Pickslanting confusion

hi there
i’m kinda confused about something troy talks about here:

he says here that pickslanting is not something you DO deliberately, but it depends on the motion.
for instance: a pronated arm inevitably means upward pickslanting and DSX,
and obviously a supinated arm means downward pickslanting and USX.
but in the tutorials, when troy teaches the reverse dart throw (supinated arm) he interviews andy wood
which uses DSX (and not USX), and troy also suggests using DSX and not USX like the gypsy technique.
so what am i missing here?
and how can you use reverse dart throw with USX?
thanks

Think of pick slanting as simply the direction the pick is leaning, rather than attaching it to a specific motion mechanic. With respect to doing RDT with USX, that’s what players like Joscho Stephen do. The motion he makes it primarily RDT, but because of his more extreme supination (and subsequent downward pick slant) his downstrokes hit higher strings, and his upstrokes escape.
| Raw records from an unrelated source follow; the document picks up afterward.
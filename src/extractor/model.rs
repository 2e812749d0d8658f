/// Fields read from one candidate block, before any normalization.
///
/// `None` means the block had no such sub-element; placeholders are the
/// normalizer's business.
#[derive(Debug, Clone, Default, PartialEq, Eq)]
pub struct RawRecord {
    pub title: Option<String>,
    pub company: Option<String>,
    pub location: Option<String>,
    pub summary: Option<String>,
    pub href: Option<String>,
}

impl RawRecord {
    pub fn is_blank(&self) -> bool {
        self.title.is_none()
            && self.company.is_none()
            && self.location.is_none()
            && self.summary.is_none()
            && self.href.is_none()
    }
}
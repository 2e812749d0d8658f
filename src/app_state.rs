use std::sync::Arc;

use crate::{refresh::Pipeline, snapshot::SnapshotStore};

#[derive(Clone)]
pub struct AppState {
    pub store: Arc<SnapshotStore>,
    pub pipeline: Arc<Pipeline>,
}

impl AppState {
    pub fn new(pipeline: Arc<Pipeline>) -> Self {
        Self {
            store: pipeline.store().clone(),
            pipeline,
        }
    }
}
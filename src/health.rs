use axum::{Json, extract::State};
use serde::{Deserialize, Serialize};
use tracing::debug;
use utoipa::ToSchema;

use crate::app_state::AppState;

#[derive(Debug, Serialize, Deserialize, ToSchema)]
pub struct HealthResponse {
    pub status: String,
    /// `ready` once a refresh has completed, `empty` before that.
    pub snapshot: String,
    pub total_jobs: usize,
}

#[utoipa::path(
    get,
    path = "/healthz",
    tag = "health",
    responses(
        (status = 200, description = "Service is up", body = HealthResponse)
    )
)]
pub async fn health_check(State(state): State<AppState>) -> Json<HealthResponse> {
    let snapshot = state.store.read();
    let ready = snapshot.is_initialized();
    debug!(ready, "Health check");

    Json(HealthResponse {
        status: "OK".to_string(),
        snapshot: if ready { "ready" } else { "empty" }.to_string(),
        total_jobs: snapshot.len(),
    })
}
use std::sync::Arc;

use chrono::Local;
use tracing::{Instrument, debug, info, info_span, warn};
use url::Url;
use uuid::Uuid;

use crate::{
    extractor::Extractor,
    listings::{Listing, normalize, sample_listings},
    refresh::source::PageSource,
    snapshot::{Snapshot, SnapshotStore},
};

/// One fetch → extract → normalize → supplement → publish pass.
pub struct Pipeline {
    source: Arc<dyn PageSource>,
    extractor: Arc<dyn Extractor>,
    store: Arc<SnapshotStore>,
    origin: Url,
}

impl Pipeline {
    pub fn new(
        source: Arc<dyn PageSource>,
        extractor: Arc<dyn Extractor>,
        store: Arc<SnapshotStore>,
    ) -> Self {
        let origin = source.site_origin();
        Self {
            source,
            extractor,
            store,
            origin,
        }
    }

    pub fn store(&self) -> &Arc<SnapshotStore> {
        &self.store
    }

    /// Builds a new snapshot and publishes it. A failed fetch is logged and
    /// yields a snapshot holding only the sample listings.
    pub async fn run(&self) -> Arc<Snapshot> {
        let run_id = Uuid::new_v4();
        async {
            let mut listings = self.live_listings().await;
            let live = listings.len();
            listings.extend(sample_listings());

            let snapshot = Arc::new(Snapshot::new(listings, Local::now()));
            self.store.replace(snapshot.clone());

            info!(
                live,
                total = snapshot.len(),
                last_updated = snapshot.last_updated().as_deref().unwrap_or_default(),
                "snapshot published"
            );
            snapshot
        }
        .instrument(info_span!("refresh", run_id = %run_id))
        .await
    }

    async fn live_listings(&self) -> Vec<Listing> {
        let page = match self.source.fetch_page().await {
            Ok(page) => page,
            Err(e) => {
                warn!(error = %e, "fetch failed, continuing without live listings");
                return Vec::new();
            }
        };

        if page.url_final.host_str() != self.origin.host_str() {
            debug!(url_final = %page.url_final, "search page served from another host");
        }

        let label = self.extractor.source_label();
        self.extractor
            .parse(&page.body)
            .into_iter()
            .map(|raw| normalize(raw, label, &self.origin))
            .collect()
    }
}
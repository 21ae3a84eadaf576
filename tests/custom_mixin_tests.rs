//! Mixins defined outside the crate
//!
//! A downstream mixin is a marker, an `Extends` impl stating what it needs
//! from the base, and an extension trait implemented for `Mixed<B, L>` when
//! the marker is in `L`. It composes with the built-in mixins in any order.

use std::ops::Add;

use cim_mixin::prelude::*;
use cim_mixin::{AppendableSequence, Applicable, Extends, Has, IndexedSequence, Mixin, Sequence};
use pretty_assertions::assert_eq;

struct Reversed;

impl Mixin for Reversed {
    const NAME: &'static str = "reversed";
}

impl<B> Extends<B> for Reversed
where
    B: AppendableSequence + IndexedSequence,
    B::Item: Clone,
{
}

trait ReversedOps<I> {
    fn reversed(&self) -> Self;
}

impl<B, L, I> ReversedOps<I> for Mixed<B, L>
where
    B: AppendableSequence + IndexedSequence,
    B::Item: Clone,
    L: Applicable<B> + Has<Reversed, I>,
{
    fn reversed(&self) -> Self {
        let len = self.as_base().len();
        let mut out = B::with_capacity(len);
        for index in (0..len).rev() {
            if let Some(item) = self.as_base().get(index) {
                out.push(item.clone());
            }
        }
        Mixed::from_base(out)
    }
}

struct Total;

impl Mixin for Total {
    const NAME: &'static str = "total";
}

impl<B> Extends<B> for Total
where
    B: Sequence,
    B::Item: Copy + Default + Add<Output = B::Item>,
{
}

trait TotalOps<I, T> {
    fn total(&self) -> T;
}

impl<B, L, I> TotalOps<I, B::Item> for Mixed<B, L>
where
    B: Sequence,
    B::Item: Copy + Default + Add<Output = B::Item>,
    L: Has<Total, I>,
{
    fn total(&self) -> B::Item {
        self.as_base()
            .iter()
            .fold(B::Item::default(), |acc, item| acc + *item)
    }
}

type Custom = mixins![Reversed, Map, Total, Filter];

#[test]
fn custom_mixin_chains_with_builtins() {
    let seq: Mixed<Vec<i32>, Custom> = (1..=6).collect();
    let result = seq.filter(|n| n % 2 == 0).reversed().map(|n| n + 1);
    assert_eq!(result.into_base(), vec![7, 5, 3]);
}

#[test]
fn custom_mixin_names_appear_in_composition() {
    let composition = Mixed::<Vec<i32>, Custom>::composition();
    assert_eq!(composition.mixins, vec!["reversed", "map", "total", "filter"]);
}

#[test]
fn custom_terminal_operation() {
    let seq = vec![1.5f64, 2.5, 3.0].mix::<mixins![Map, Total]>();
    assert_eq!(seq.map(|x| x * 2.0).total(), 14.0);
}

#[test]
fn custom_mixin_on_empty_sequence() {
    let seq: Mixed<Vec<u32>, Custom> = Mixed::default();
    assert!(seq.reversed().is_empty());
    assert_eq!(seq.total(), 0);
}
// Copyright 2025 Cowboy AI, LLC.

//! `for_each_indexed`: visit every element together with its position

use tracing::trace;

use crate::composed::Mixed;
use crate::mixin_list::{Extends, Has, Mixin};
use crate::sequence::IndexedSequence;

/// Mixin adding [`Mixed::for_each_indexed`]
///
/// Needs positional access, so it only extends an [`IndexedSequence`]:
///
/// ```compile_fail
/// use std::collections::LinkedList;
/// use cim_mixin::{mixins, ForEachIndexed, MixExt};
///
/// let list: LinkedList<i32> = (0..3).collect();
/// let _ = list.mix::<mixins![ForEachIndexed]>();
/// ```
#[derive(Debug, Clone, Copy, PartialEq, Eq, Hash, Default)]
pub struct ForEachIndexed;

impl Mixin for ForEachIndexed {
    const NAME: &'static str = "for_each_indexed";
}

impl<B: IndexedSequence> Extends<B> for ForEachIndexed {}

impl<B: IndexedSequence, L> Mixed<B, L> {
    /// Visit every element in forward order with its zero-based index
    ///
    /// Terminal: nothing is returned, mutations happen in place.
    pub fn for_each_indexed<I, F>(&mut self, mut visit: F)
    where
        L: Has<ForEachIndexed, I>,
        F: FnMut(usize, &mut B::Item),
    {
        let len = self.as_base().len();
        trace!(mixin = ForEachIndexed::NAME, len, "visiting indexed elements");
        for index in 0..len {
            if let Some(item) = self.as_base_mut().get_mut(index) {
                visit(index, item);
            }
        }
    }
}
//! Object style: mix operations into an existing value
//!
//! This example shows:
//! - Wrapping a plain `Vec` with `mix::<...>()`
//! - Chaining `filter` and `map`
//! - Visiting the result with `for_each_indexed`
//! - Converting back to the plain `Vec`
//!
//! Run with `RUST_LOG=trace` to see the operation events.

use cim_mixin::prelude::*;
use tracing_subscriber::EnvFilter;

fn main() -> anyhow::Result<()> {
    tracing_subscriber::fmt()
        .with_env_filter(EnvFilter::from_default_env())
        .init();

    println!("Object style syntax: mix things into an object.");
    let a: Vec<i32> = (0..=10).collect();
    let b = a.mix::<mixins![ForEachIndexed, Map, Filter]>();
    let mut c = b.filter(|value| value % 2 == 0).map(|value| value * 10);

    let last = c.len().saturating_sub(1);
    c.for_each_indexed(|idx, n| print!("{n}{}", if idx < last { ", " } else { "" }));
    println!();

    // Explicit conversion back to the plain vector
    let d: Vec<i32> = c.clone().into_base();
    println!("Testing conversion back to Vec");
    let mut flag = true;
    c.for_each_indexed(|idx, v| flag &= *v == d[idx]);
    println!("{}", if flag { "YES!" } else { "NO!" });

    println!("As JSON: {}", c.to_json()?);
    println!();
    Ok(())
}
Andy wood who uses less supination, and a more neutral pick slant escapes on the down strokes but can easily alter this to create an upward escape if needed for certain licks.

Hope that helps :slight_smile:

that’s what i thought, thanks.
and tbh, i still don’t understand why wood’s technique is classified as rdt… his
arm looks super flat to me, and maybe just a little supinated

The arm is irrelevant, think of DT and RDT just of different ways of describing the way the wrist is moving efficiently.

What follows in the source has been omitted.